*Directions*: Go through the entries below and return every line that contains "score".

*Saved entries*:
· · · · · · ·

// Copyright (C) 2026 Michael Wilson <mike@mdwn.dev>
//
// This program is free software: you can redistribute it and/or modify it under
// the terms of the GNU General Public License as published by the Free Software
// Foundation, version 3.
//
// This program is distributed in the hope that it will be useful, but WITHOUT
// ANY WARRANTY; without even the implied warranty of MERCHANTABILITY or FITNESS
// FOR A PARTICULAR PURPOSE. See the GNU General Public License for more details.
//
// You should have received a copy of the GNU General Public License along with
// this program. If not, see <https://www.gnu.org/licenses/>.
//
use std::error::Error;
use std::fs;
use std::path::PathBuf;
use std::process::ExitCode;

use barsync::compare::{SyncComparator, DEFAULT_FRAME_TOLERANCE, DEFAULT_TEMPO_TOLERANCE};
use barsync::config::load_job;
use barsync::debug::write_beat_dump;
use barsync::pipeline;
use barsync::util::{filename_display, format_seconds};
use clap::{crate_version, Parser, Subcommand, ValueEnum};

#[derive(Parser)]
#[clap(
    author = "Michael Wilson",
    version = crate_version!(),
    about = "Aligns detected audio beats with the bar grid of a score."
)]
struct Cli {
    #[clap(subcommand)]
    command: Commands,
}

#[derive(Clone, Copy, ValueEnum)]
enum Format {
    Json,
    Yaml,
}

#[derive(Subcommand)]
enum Commands {
    /// Analyzes tempo drift between the recording and the score.
    Analyze {
        /// The path to the job file.
        job_path: PathBuf,
        /// Writes the full bar-by-bar drift report to this file.
        #[arg(short, long)]
        report: Option<PathBuf>,
        /// Writes a beat-by-beat dump to this file.
        #[arg(short, long)]
        debug_beats: Option<PathBuf>,
        /// Analyzes bars on all available cores.
        #[arg(short, long)]
        parallel: bool,
    },
    /// Generates sync points for a job.
    Sync {
        /// The path to the job file.
        job_path: PathBuf,
        /// Writes the sync points to this file instead of stdout.
        #[arg(short, long)]
        output: Option<PathBuf>,
        /// The output format.
        #[arg(short, long, value_enum, default_value = "json")]
        format: Format,
    },
    /// Compares two saved sync results. Exits with status 1 when they disagree.
    Compare {
        /// The generated sync result.
        generated: PathBuf,
        /// The sync result to compare against.
        reference: PathBuf,
        /// Maximum frame offset difference.
        #[arg(long, default_value_t = DEFAULT_FRAME_TOLERANCE)]
        frame_tolerance: u64,
        /// Maximum tempo difference in BPM.
        #[arg(long, default_value_t = DEFAULT_TEMPO_TOLERANCE)]
        tempo_tolerance: f64,
    },
}

fn main() -> Result<ExitCode, Box<dyn Error>> {
    tracing_subscriber::fmt::init();

    let cli = Cli::parse();

    match cli.command {
        Commands::Analyze {
            job_path,
            report,
            debug_beats,
            parallel,
        } => {
            let job = load_job(&job_path)?;
            let outcome = if parallel {
                pipeline::run_parallel(&job)?
            } else {
                pipeline::run(&job)?
            };

            println!("Job: {}", filename_display(&job_path));
            println!(
                "Detected tempo: {:.1} BPM, reference tempo: {:.1} BPM",
                job.beats().bpm,
                job.reference_tempo()
            );
            println!(
                "First beat: {}",
                format_seconds(outcome.result.first_beat_time)
            );

            if let Some(path) = debug_beats {
                write_beat_dump(
                    &path,
                    &outcome.beats.beat_times,
                    job.reference_tempo(),
                    job.score().beats_per_bar(),
                )?;
            }

            let Some(drift) = outcome.report else {
                println!("Not enough beats for drift analysis.");
                return Ok(ExitCode::SUCCESS);
            };

            for line in drift.summary_lines() {
                println!("{}", line);
            }
            println!("Sync points: {}", outcome.result.sync_points.len());

            if let Some(path) = report {
                drift.write_to_file(&path)?;
                println!("Report written to {}", path.display());
            }
        }
        Commands::Sync {
            job_path,
            output,
            format,
        } => {
            let job = load_job(&job_path)?;
            let outcome = pipeline::run(&job)?;

            let contents = match format {
                Format::Json => outcome.result.to_json()?,
                Format::Yaml => outcome.result.to_yaml()?,
            };
            match output {
                Some(path) => fs::write(path, contents)?,
                None => println!("{}", contents),
            }
        }
        Commands::Compare {
            generated,
            reference,
            frame_tolerance,
            tempo_tolerance,
        } => {
            let comparison = SyncComparator::new(frame_tolerance, tempo_tolerance)
                .compare_files(&generated, &reference)?;

            println!("{}", comparison.render());
            if !comparison.is_within_tolerance() {
                return Ok(ExitCode::FAILURE);
            }
        }
    }

    Ok(ExitCode::SUCCESS)
}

· · · · · · ·

*Written answer*:
    about = "Aligns detected audio beats with the bar grid of a score."
    /// Analyzes tempo drift between the recording and the score.
                    job.score().beats_per_bar(),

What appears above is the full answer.